Records provided:
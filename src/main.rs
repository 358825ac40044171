//! Flappy entry point
//!
//! Native builds run the game headless: the autopilot plays through the
//! frame clock, drained events drive audio and persistence, and every frame
//! is laid out and handed to a renderer.

#[cfg(not(target_arch = "wasm32"))]
use std::time::{SystemTime, UNIX_EPOCH};

#[cfg(not(target_arch = "wasm32"))]
use flappy_core::{
    Tuning,
    assets::Assets,
    audio::{AudioManager, LogBackend},
    persistence::{JsonFileStore, load_settings, save_settings},
    platform::{FrameClock, InputQueue},
    renderer::{HeadlessRenderer, Renderer, build_frame},
    sim::{GameEvent, GameState, tick},
};

#[cfg(not(target_arch = "wasm32"))]
const SETTINGS_PATH: &str = "flappy_settings.json";
#[cfg(not(target_arch = "wasm32"))]
const TUNING_PATH: &str = "tuning.json";
/// Length of the demo in simulated seconds
#[cfg(not(target_arch = "wasm32"))]
const DEMO_SECONDS: f32 = 60.0;
/// Display refresh the demo pretends to run at
#[cfg(not(target_arch = "wasm32"))]
const FRAME_DT: f32 = 1.0 / 60.0;

#[cfg(not(target_arch = "wasm32"))]
fn main() {
    env_logger::init();
    log::info!("Flappy (native, headless) starting...");

    let tuning = Tuning::load_or_default(TUNING_PATH);
    let mut store = JsonFileStore::new(SETTINGS_PATH);
    let settings = load_settings(&store);

    let seed = SystemTime::now()
        .duration_since(UNIX_EPOCH)
        .map(|d| d.as_nanos() as u64)
        .unwrap_or_default();
    let mut state = GameState::new(seed, tuning, settings);
    log::info!("Session seed {}", state.seed);

    // No asset loader on native yet: everything renders through fallbacks
    let assets = Assets::default();
    assets.report_missing();

    let mut audio = AudioManager::new(LogBackend, assets.sounds);
    audio.apply_settings(&state.settings);
    let mut renderer = HeadlessRenderer::default();
    let mut clock = FrameClock::default();
    let mut input = InputQueue::new();
    input.set_idle_mode(true);

    let frames = (DEMO_SECONDS / FRAME_DT).round() as u32;
    let mut runs_finished = 0u32;

    for _ in 0..frames {
        for _ in 0..clock.advance(FRAME_DT) {
            let step_input = input.take();
            tick(&mut state, &step_input, clock.step());
        }

        let events = state.drain_events();
        audio.apply_settings(&state.settings);
        audio.handle_events(&events);
        for event in &events {
            match event {
                GameEvent::SettingsClosed => {
                    save_settings(&mut store, &state.settings);
                }
                GameEvent::GameOver { score, high_score } => {
                    runs_finished += 1;
                    log::info!("Run {runs_finished} over: score {score}, best {high_score}");
                }
                _ => {}
            }
        }

        let frame = build_frame(&state, &assets, &renderer);
        renderer.present(&frame);
    }

    save_settings(&mut store, &state.settings);
    let last_texts: Vec<&str> = renderer.last_frame.texts().collect();
    println!(
        "Simulated {DEMO_SECONDS}s over {} frames: {} runs finished, high score {}",
        renderer.frames_presented, runs_finished, state.high_score
    );
    println!("Final HUD: {}", last_texts.join(" | "));
}

#[cfg(target_arch = "wasm32")]
fn main() {
    // The web build is driven by the host page, not by main
}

Exercise: Please report all lines in the entries where "events" appears.

Result for this task:
//! frame clock, drained events drive audio and persistence, and every frame
        let events = state.drain_events();
        audio.handle_events(&events);
        for event in &events {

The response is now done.